Birds’ Nests and Blackboards

The man known as Kuti, Mwalimu, Ndugu, teacher, coach or brother in Kenya is known at Central as Curtis Brobst ’09.

Brobst was born and raised in Pella and began his Central College career in 2005. While on campus, he found refuge in Lubbers Center for the Visual Arts and fell in love with biology and bats in Vermeer Science Center.

As a junior, he took on the requirement he had been putting off for two years: service-learning. “I thought service-learning would be just a small hassle, a minor speed bump on my way to earning a degree,” Brobst says. “I thought I’d finish somewhat reluctantly and move on.”

But service-learning left a greater impact on him then he ever imagined, forever changing his life and his landscape. “The class led me to Children and Family Urban Ministries in Des Moines, to an internship, to AmeriCorps, to incredible opportunities in the foothills of Mount Kilimanjaro,” Brobst says. “The snowball effect triggered by service-learning is changing lives in Africa and, more so, changing mine.”

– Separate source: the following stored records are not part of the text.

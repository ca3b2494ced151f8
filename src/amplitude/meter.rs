//! Live amplitude metering.
//!
//! The meter polls a [`PowerSource`] on a fixed tick, normalizes each reading
//! and keeps the most recent values in an [`AmplitudeWindow`]. Renderers read
//! copies of the window through [`WindowReader`] on their own cadence.

use super::error::SourceUnavailable;
use super::normalize::NormalizationCurve;
use super::window::AmplitudeWindow;
use crate::scheduler::PeriodicTask;
use parking_lot::Mutex;
use std::sync::Arc;
use std::time::Duration;

/// Default number of samples kept in the window.
pub const DEFAULT_CAPACITY: usize = 100;

/// Default interval between two meter ticks.
pub const DEFAULT_TICK_INTERVAL: Duration = Duration::from_millis(30);

/// Anything that can report the instantaneous power of a live signal.
///
/// Polled at the meter's tick rate, so implementations must be cheap and free
/// of side effects.
pub trait PowerSource: Send + Sync {
    /// Current average power in dBFS.
    ///
    /// # Errors
    /// - If the source is not capturing (stopped, paused, device gone)
    fn current_power_db(&self) -> Result<f32, SourceUnavailable>;
}

/// Metering lifecycle.
#[derive(Debug, Clone, Copy, PartialEq, Eq)]
pub enum MeterState {
    Idle,
    Metering,
}

/// Window plus the flag that says whether ticks may still write to it.
///
/// Both live behind one lock so a tick finishing after `stop` cannot land a
/// sample on top of the reset window.
#[derive(Debug)]
struct MeterWindow {
    window: AmplitudeWindow,
    active: bool,
}

#[derive(Debug)]
struct MeterShared {
    curve: NormalizationCurve,
    state: Mutex<MeterWindow>,
}

impl MeterShared {
    fn tick(&self, source: &dyn PowerSource) {
        let db = match source.current_power_db() {
            Ok(db) => db,
            Err(err) => {
                tracing::trace!("Meter tick without reading ({}), using silence", err);
                self.curve.min_db()
            }
        };
        let amplitude = self.curve.normalize_db(db);

        let mut state = self.state.lock();
        if state.active {
            state.window.push(amplitude);
        }
    }

    fn snapshot(&self) -> Vec<f32> {
        self.state.lock().window.to_vec()
    }
}

/// Cloneable read handle on a meter's window.
#[derive(Debug, Clone)]
pub struct WindowReader {
    shared: Arc<MeterShared>,
}

impl WindowReader {
    /// Returns a copy of the current window, oldest sample first.
    pub fn snapshot(&self) -> Vec<f32> {
        self.shared.snapshot()
    }

    /// Most recent sample in the window.
    pub fn latest(&self) -> f32 {
        self.shared
            .state
            .lock()
            .window
            .iter()
            .last()
            .copied()
            .unwrap_or(0.0)
    }
}

/// Streaming meter: Idle until [`start`](Self::start), Metering until
/// [`stop`](Self::stop).
pub struct AmplitudeMeter {
    shared: Arc<MeterShared>,
    tick_interval: Duration,
    task: Option<PeriodicTask>,
}

impl AmplitudeMeter {
    /// Creates an idle meter with an all-zero window of `capacity` samples.
    pub fn new(curve: NormalizationCurve, capacity: usize, tick_interval: Duration) -> Self {
        Self {
            shared: Arc::new(MeterShared {
                curve,
                state: Mutex::new(MeterWindow {
                    window: AmplitudeWindow::new(capacity),
                    active: false,
                }),
            }),
            tick_interval,
            task: None,
        }
    }

    /// Starts polling `source` once per tick interval.
    ///
    /// Does nothing if the meter is already metering. Must be called from
    /// within a Tokio runtime.
    pub fn start(&mut self, source: Arc<dyn PowerSource>) {
        if self.task.is_some() {
            tracing::debug!("Meter already running, start ignored");
            return;
        }

        self.shared.state.lock().active = true;

        let shared = Arc::clone(&self.shared);
        self.task = Some(PeriodicTask::spawn(
            "amplitude-meter",
            self.tick_interval,
            move || shared.tick(source.as_ref()),
        ));

        tracing::debug!(
            "Meter started: capacity={}, tick={:?}",
            self.capacity(),
            self.tick_interval
        );
    }

    /// Stops ticking and clears the window history.
    pub fn stop(&mut self) {
        if let Some(mut task) = self.task.take() {
            task.cancel();
            tracing::debug!("Meter stopped");
        }

        let mut state = self.shared.state.lock();
        state.active = false;
        state.window.reset();
    }

    pub fn state(&self) -> MeterState {
        if self.task.is_some() {
            MeterState::Metering
        } else {
            MeterState::Idle
        }
    }

    /// Returns a copy of the current window; all zeros while idle.
    pub fn snapshot(&self) -> Vec<f32> {
        self.shared.snapshot()
    }

    pub fn reader(&self) -> WindowReader {
        WindowReader {
            shared: Arc::clone(&self.shared),
        }
    }

    pub fn capacity(&self) -> usize {
        self.shared.state.lock().window.capacity()
    }

    pub fn curve(&self) -> &NormalizationCurve {
        &self.shared.curve
    }

    pub fn tick_interval(&self) -> Duration {
        self.tick_interval
    }

    /// Runs one tick synchronously against `source`, as the timer would.
    #[cfg(test)]
    fn tick_now(&self, source: &dyn PowerSource) {
        self.shared.tick(source);
    }

    #[cfg(test)]
    fn activate(&self) {
        self.shared.state.lock().active = true;
    }
}

impl Drop for AmplitudeMeter {
    fn drop(&mut self) {
        if let Some(mut task) = self.task.take() {
            task.cancel();
        }
    }
}

#[cfg(test)]
mod tests {
    use super::*;
    use std::sync::atomic::{AtomicBool, Ordering};

    struct ConstantSource(f32);

    impl PowerSource for ConstantSource {
        fn current_power_db(&self) -> Result<f32, SourceUnavailable> {
            Ok(self.0)
        }
    }

    struct FlakySource {
        available: AtomicBool,
        db: f32,
    }

    impl PowerSource for FlakySource {
        fn current_power_db(&self) -> Result<f32, SourceUnavailable> {
            if self.available.load(Ordering::SeqCst) {
                Ok(self.db)
            } else {
                Err(SourceUnavailable::new("not recording"))
            }
        }
    }

    fn meter(capacity: usize) -> AmplitudeMeter {
        AmplitudeMeter::new(
            NormalizationCurve::default(),
            capacity,
            Duration::from_millis(30),
        )
    }

    #[test]
    fn test_idle_meter_snapshot_is_all_zero() {
        let meter = meter(30);
        assert_eq!(meter.state(), MeterState::Idle);
        assert_eq!(meter.snapshot(), vec![0.0; 30]);
    }

    #[test]
    fn test_silence_for_ten_ticks_fills_tail_with_floor() {
        let meter = meter(30);
        meter.activate();
        let source = ConstantSource(-60.0);

        for _ in 0..10 {
            meter.tick_now(&source);
            assert_eq!(meter.snapshot().len(), 30);
        }

        let snapshot = meter.snapshot();
        let floor = meter.curve().floor();
        assert!(snapshot[..20].iter().all(|&s| s == 0.0));
        assert!(snapshot[20..].iter().all(|&s| s == floor));
    }

    #[test]
    fn test_constant_power_fills_whole_window_fifo() {
        let meter = meter(5);
        meter.activate();

        for _ in 0..5 {
            meter.tick_now(&ConstantSource(-60.0));
        }
        for _ in 0..8 {
            meter.tick_now(&ConstantSource(-30.0));
        }

        let expected = meter.curve().normalize_db(-30.0);
        assert_eq!(meter.snapshot(), vec![expected; 5]);
    }

    #[test]
    fn test_unavailable_source_substitutes_silence() {
        let meter = meter(4);
        meter.activate();
        let source = FlakySource {
            available: AtomicBool::new(true),
            db: 0.0,
        };

        meter.tick_now(&source);
        source.available.store(false, Ordering::SeqCst);
        meter.tick_now(&source);

        let floor = meter.curve().floor();
        assert_eq!(meter.snapshot(), vec![0.0, 0.0, 1.0, floor]);
    }

    #[test]
    fn test_ticks_after_stop_are_discarded() {
        let mut meter = meter(3);
        meter.activate();
        meter.tick_now(&ConstantSource(0.0));
        meter.stop();
        meter.tick_now(&ConstantSource(0.0));
        assert_eq!(meter.snapshot(), vec![0.0; 3]);
    }

    #[test]
    fn test_reader_sees_same_window() {
        let meter = meter(3);
        meter.activate();
        let reader = meter.reader();
        meter.tick_now(&ConstantSource(0.0));
        assert_eq!(reader.snapshot(), meter.snapshot());
        assert_eq!(reader.latest(), 1.0);
    }

    #[tokio::test(start_paused = true)]
    async fn test_start_ticks_and_stop_resets() {
        let mut meter = meter(30);
        let reader = meter.reader();
        meter.start(Arc::new(ConstantSource(0.0)));
        assert_eq!(meter.state(), MeterState::Metering);

        // Ticks at 0, 30, ..., 300 ms.
        tokio::time::sleep(Duration::from_millis(310)).await;
        let filled = reader.snapshot().iter().filter(|&&s| s == 1.0).count();
        assert_eq!(filled, 11);
        assert_eq!(reader.snapshot().len(), 30);

        meter.stop();
        assert_eq!(meter.state(), MeterState::Idle);
        assert_eq!(reader.snapshot(), vec![0.0; 30]);

        tokio::time::sleep(Duration::from_millis(100)).await;
        assert_eq!(reader.snapshot(), vec![0.0; 30]);
    }

    #[tokio::test(start_paused = true)]
    async fn test_start_is_idempotent_and_restart_begins_fresh() {
        let mut meter = meter(10);
        meter.start(Arc::new(ConstantSource(0.0)));
        meter.start(Arc::new(ConstantSource(-60.0)));

        tokio::time::sleep(Duration::from_millis(50)).await;
        assert!(meter.snapshot().iter().all(|&s| s == 0.0 || s == 1.0));

        meter.stop();
        meter.stop();
        meter.start(Arc::new(ConstantSource(-60.0)));
        tokio::time::sleep(Duration::from_millis(10)).await;

        let snapshot = meter.snapshot();
        assert_eq!(snapshot[9], meter.curve().floor());
        assert!(snapshot[..9].iter().all(|&s| s == 0.0));
    }
}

Brobst volunteered with AmeriCorps for a year following his graduation from Central. After that preparation, he received a long-awaited phone call in July of 2010. The Peace Corps had approved him to teach science in Kenya. They asked if he could start in three months. Brobst put all his possessions in two bags and left the world he used to know for a realm of new sights and sounds.

“I fall asleep to the laughter of hyenas; I wake to roosters crowing and mosques calling out to God,” Brobst says. “I live near the edge of Marsabit National Forest. I’ve come face-to-face with bull elephants protecting their young; I’ve watched water buffalo and zebra meander amongst baboons playing their games. There was a day I chased a baboon out of my house after it stole a kilo of rice off my counter.”

Before sunrise, Brobst can be found warming up in the football field behind the local school. By seven, he will be in front of a poorly lit, packed classroom with hands covered in chalk. Half the school windows are broken, so the birds have found a playground among the exposed rafters.

“The first time I walked into class, 75 students couldn’t take their eyes off of the strange-sounding white guy standing before them,” says Brobst. “They were packed front to back, side to side, leaving three feet to walk in front of the blackboard. Over time, we learned together, we joked together and that class of eyes became a class of names. They tell me I can’t leave in December; a few look away because it’s just too hard to lose a mentor and friend.”

The students look up to Brobst as a coach, as well. He bought the school’s first rugby ball in Nairobi, and he has been credited with bringing the sport to the area. Two more schools just bought their own rugby balls and plan to play a match against his school.

“Nearly two years have passed since leaving Iowa,” says Brobst. “What I thought was a speed bump turned into a mountain of hard goodbyes, incredible hellos and a lifetime of experience. When I pinpoint exactly why, how and when this all started, my finger points to a few incredible people. It points to Central.”